Canada Fines Man $750,000 for Saying There Are Only Two Genders

Canada Fines Man $750,000 for Saying There Are Only Two Genders

This is the moment people warned about.

Not a protest. Not a viral campus meltdown. Not a social media pile-on.

A government tribunal.

A $750,000 fine.

For saying there are only two genders.

If you ever wondered when “free speech” quietly morphed into “state-approved speech only,” look north. Because Canada just crossed a line that should send a chill through anyone who believes words are not crimes.

Twice this month, Canadians have been financially punished by human rights tribunals for violating the legal mandate that gender is self-identified. Not for threats. Not for violence. For refusing to affirm a government-backed ideology.

On Feb. 5, the Quebec Human Rights Tribunal ordered a Montreal salon named Station10 to pay $500 to a non-binary activist who objected to its menu offering men’s and women’s haircuts.

The ruling stated: “Station10’s online booking system imposes a distinction based on gender identity, and this distinction excludes non-binary people.”

A haircut menu. Men’s and women’s pricing. That’s now actionable discrimination.

But that was the appetizer.

The same day, the B.C. Human Rights Tribunal dropped a financial hammer on former school trustee Barry Neufeld for publicly campaigning against the idea that gender is a “social construct.”

His views were deemed “dehumanizing,” “delegitimizing” and “extremely serious and damaging,” and Neufeld was ordered to pay $750,000.

Three-quarters of a million dollars.

For speech.

Both cases are part of what’s becoming a growing archipelago of rulings where businesses and private individuals are fined for violating the notion that gender is whatever someone says it is — and that disagreement must be punished.

It doesn’t stop there.

Last year, a private individual was fined $10,000 by the B.C. Human Rights Tribunal for expressing concerns to a friend about their upcoming double-mastectomy. Because the surgery was intended to affirm the friend’s trans identity, the tribunal ruled the comments discriminatory.

The decision stated: “Statements … suggesting that gender-affirming surgery is unnecessary or inherently harmful, reinforce stigma against transgender people.”
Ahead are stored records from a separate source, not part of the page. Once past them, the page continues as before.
//! Testing utilities for the Orchestra workspace
//!
//! Shared providers, loaders and fixtures for integration tests.

#![allow(missing_docs)]

use async_trait::async_trait;
use chrono::Utc;
use orchestra_core::{
    CompletionRequest, CompletionResponse, ErrorKind, ModelDescriptor, ModelMetadata,
    OrchestraError, ProviderCapabilities, ProviderKind, ProviderMetrics, ProviderStatus, Result,
};
use orchestra_models::{
    GenerationParams, LoadedSession, ModelLoader, ModelRegistry, NativeCompletion, NativeSession,
    ReferenceLoader,
};
use orchestra_provider::{Provider, ProviderCounters, RequestTracker};
use parking_lot::Mutex;
use std::collections::VecDeque;
use std::path::{Path, PathBuf};
use std::sync::atomic::{AtomicBool, AtomicUsize, Ordering};
use std::sync::Arc;
use std::time::Duration;
use tempfile::TempDir;

/// One scripted provider outcome
#[derive(Debug, Clone, PartialEq)]
pub enum Step {
    /// Succeed with this text
    Reply(String),
    /// Fail with an error of this kind
    Fail(ErrorKind),
    /// Sleep, then succeed
    Stall(Duration),
}

/// Build an error of the given kind with a fixed message
pub fn error_of(kind: ErrorKind) -> OrchestraError {
    let msg = || format!("scripted {kind}");
    match kind {
        ErrorKind::NotFound => OrchestraError::NotFound(msg()),
        ErrorKind::AlreadyRegistered => OrchestraError::AlreadyRegistered(msg()),
        ErrorKind::Busy => OrchestraError::Busy {
            id: "scripted".to_string(),
            status: orchestra_core::ModelStatus::Loading,
        },
        ErrorKind::CapabilityUnsupported => OrchestraError::CapabilityUnsupported {
            model: "scripted".to_string(),
            capability: orchestra_core::Capability::TextGeneration,
        },
        ErrorKind::Configuration => OrchestraError::Configuration(msg()),
        ErrorKind::Inference => OrchestraError::Inference(msg()),
        ErrorKind::Network => OrchestraError::Network(msg()),
        ErrorKind::Timeout => OrchestraError::Timeout { duration_ms: 1 },
        ErrorKind::Rejected => OrchestraError::Rejected(msg()),
        ErrorKind::CircuitOpen => OrchestraError::CircuitOpen {
            provider: "scripted".to_string(),
            retry_in_ms: 1,
        },
        ErrorKind::DeadlineExceeded => OrchestraError::DeadlineExceeded { elapsed_ms: 1 },
        ErrorKind::NoProvidersAvailable => OrchestraError::NoProvidersAvailable,
        ErrorKind::AllProvidersFailed => OrchestraError::AllProvidersFailed {
            failures: Vec::new(),
        },
        ErrorKind::Io => OrchestraError::Io(std::io::Error::other(msg())),
    }
}

/// Provider replaying a script of outcomes, then repeating a fallback step
#[derive(Debug)]
pub struct ScriptedProvider {
    id: String,
    kind: ProviderKind,
    available: AtomicBool,
    script: Mutex<VecDeque<Step>>,
    fallback: Step,
    calls: AtomicUsize,
    counters: ProviderCounters,
}

impl ScriptedProvider {
    pub fn new(id: &str) -> Self {
        Self {
            id: id.to_string(),
            kind: ProviderKind::Router,
            available: AtomicBool::new(true),
            script: Mutex::new(VecDeque::new()),
            fallback: Step::Reply(format!("reply from {id}")),
            calls: AtomicUsize::new(0),
            counters: ProviderCounters::new(id),
        }
    }

    /// Provider that fails every call with `kind`
    pub fn failing(id: &str, kind: ErrorKind) -> Self {
        Self::new(id).always(Step::Fail(kind))
    }

    #[must_use]
    pub fn with_script(self, steps: impl IntoIterator<Item = Step>) -> Self {
        self.script.lock().extend(steps);
        self
    }

    #[must_use]
    pub fn always(mut self, step: Step) -> Self {
        self.fallback = step;
        self
    }

    #[must_use]
    pub fn with_kind(mut self, kind: ProviderKind) -> Self {
        self.kind = kind;
        self
    }

    #[must_use]
    pub fn unavailable(self) -> Self {
        self.set_available(false);
        self
    }

    pub fn set_available(&self, available: bool) {
        self.available.store(available, Ordering::SeqCst);
    }

    /// Number of `execute_completion` invocations so far
    pub fn calls(&self) -> usize {
        self.calls.load(Ordering::SeqCst)
    }

    pub fn into_arc(self) -> Arc<Self> {
        Arc::new(self)
    }

    fn respond(&self, request: &CompletionRequest, text: String, tracker: RequestTracker<'_>) -> CompletionResponse {
        let model = request.model.clone().unwrap_or_else(|| "scripted".to_string());
        let tokens = u32::try_from(request.prompt.split_whitespace().count()).unwrap_or(u32::MAX);
        tracker.succeed(0.0);
        CompletionResponse {
            text,
            tokens_used: tokens,
            cost_estimate: 0.0,
            latency_ms: 0,
            provider: self.id.clone(),
            model,
            cached: false,
        }
    }
}

#[async_trait]
impl Provider for ScriptedProvider {
    fn id(&self) -> &str {
        &self.id
    }

    fn kind(&self) -> ProviderKind {
        self.kind
    }

    fn is_available(&self) -> bool {
        self.available.load(Ordering::SeqCst)
    }

    async fn list_models(&self) -> Result<Vec<String>> {
        Ok(vec!["scripted".to_string()])
    }

    async fn test_connection(&self) -> bool {
        self.is_available()
    }

    async fn execute_completion(&self, request: &CompletionRequest) -> Result<CompletionResponse> {
        self.calls.fetch_add(1, Ordering::SeqCst);
        let tracker = self
            .counters
            .track(request.model.as_deref().unwrap_or("scripted"));
        let step = self
            .script
            .lock()
            .pop_front()
            .unwrap_or_else(|| self.fallback.clone());

        match step {
            Step::Reply(text) => Ok(self.respond(request, text, tracker)),
            Step::Fail(kind) => {
                tracker.fail();
                Err(error_of(kind))
            }
            Step::Stall(delay) => {
                tokio::time::sleep(delay).await;
                Ok(self.respond(request, "late reply".to_string(), tracker))
            }
        }
    }

    fn capabilities(&self) -> ProviderCapabilities {
        ProviderCapabilities {
            streaming: false,
            function_calling: false,
            vision: false,
            max_context: 4096,
            formats: vec!["text".to_string()],
        }
    }

    fn status(&self) -> ProviderStatus {
        ProviderStatus {
            available: self.is_available(),
            healthy: self.counters.is_healthy(),
            message: format!("{} scripted call(s)", self.calls()),
            last_request_at: self.counters.last_request_at(),
            avg_latency_ms: self.counters.avg_latency_ms(),
            checked_at: Utc::now(),
        }
    }

    fn metrics(&self) -> ProviderMetrics {
        self.counters.snapshot()
    }
}

/// Session echoing the prompt back
#[derive(Debug, Default)]
pub struct EchoSession {
    closed: AtomicBool,
}

impl NativeSession for EchoSession {
    fn generate(&self, prompt: &str, params: &GenerationParams) -> Result<NativeCompletion> {
        if self.closed.load(Ordering::SeqCst) {
            return Err(OrchestraError::Inference("session closed".to_string()));
        }
        Ok(NativeCompletion {
            text: format!("echo: {prompt}"),
            tokens_used: params.max_tokens,
        })
    }

    fn embed(&self, text: &str) -> Result<Vec<f32>> {
        #[allow(clippy::cast_precision_loss)]
        Ok(vec![text.len() as f32])
    }

    fn close(&self) -> Result<()> {
        self.closed.store(true, Ordering::SeqCst);
        Ok(())
    }
}

/// Loader counting native loads, optionally slow
#[derive(Debug, Default)]
pub struct CountingLoader {
    loads: AtomicUsize,
    delay: Duration,
}

impl CountingLoader {
    pub fn with_delay(delay: Duration) -> Self {
        Self {
            loads: AtomicUsize::new(0),
            delay,
        }
    }

    pub fn loads(&self) -> usize {
        self.loads.load(Ordering::SeqCst)
    }
}

impl ModelLoader for CountingLoader {
    fn inspect(&self, path: &Path) -> Result<ModelMetadata> {
        Ok(ModelMetadata::text_generation(std::fs::metadata(path)?.len()))
    }

    fn load(&self, descriptor: &ModelDescriptor) -> Result<LoadedSession> {
        self.loads.fetch_add(1, Ordering::SeqCst);
        if !self.delay.is_zero() {
            std::thread::sleep(self.delay);
        }
        Ok(LoadedSession {
            session: Box::new(EchoSession::default()),
            resident_bytes: descriptor.size_bytes,
        })
    }
}

/// Write a small placeholder model file
pub fn write_model(dir: &Path, file: &str) -> PathBuf {
    let path = dir.join(file);
    std::fs::write(&path, format!("weights of {file}")).unwrap();
    path
}

/// Registry over the reference runtime with text-generation models of the given sizes
pub fn registry_with_models(max_bytes: u64, models: &[(&str, u64)]) -> (TempDir, Arc<ModelRegistry>) {
    let dir = tempfile::tempdir().unwrap();
    let registry = Arc::new(ModelRegistry::new(Arc::new(ReferenceLoader::default()), max_bytes));
    for (name, size) in models {
        let path = write_model(dir.path(), &format!("{name}.onnx"));
        registry
            .register_with_metadata(name, &path, ModelMetadata::text_generation(*size))
            .unwrap();
    }
    (dir, registry)
}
Read that again. A private conversation. Between friends. Punished by the state.

And just last month, the B.C. Human Rights Tribunal sided with a complainant described as a non-binary individual who presents “as a trans masculine butch woman.” The complaint alleged that while working a senior position at the BC Ferry & Marine Workers’ Union, a colleague used “she/her” pronouns instead of “they/them.”

The ruling declared: “There is no dispute about the harm that can flow from being misgendered at work.”

In Canada, disagreement about gender identity is no longer simply disagreement. It is legally defined harm.

That’s the inflection point.

Canada’s various human rights codes represent some of the first laws formally embedding the idea that an individual’s self-identified gender must be mandatorily affirmed and accommodated. Not debated. Not questioned. Affirmed.

And enforced.

Supporters call it protecting dignity. Critics call it compelled speech backed by financial ruin.

But here’s the unavoidable reality: when the government can fine you hundreds of thousands of dollars for expressing a biological belief that has been mainstream for all of human history, something foundational has shifted.

This isn’t about kindness. It isn’t about civility.

It’s about whether the state gets to decide which opinions are legal.

Because once disagreement becomes discrimination, and conversation becomes punishable, free speech stops being free.

And Canada just showed the world what that looks like.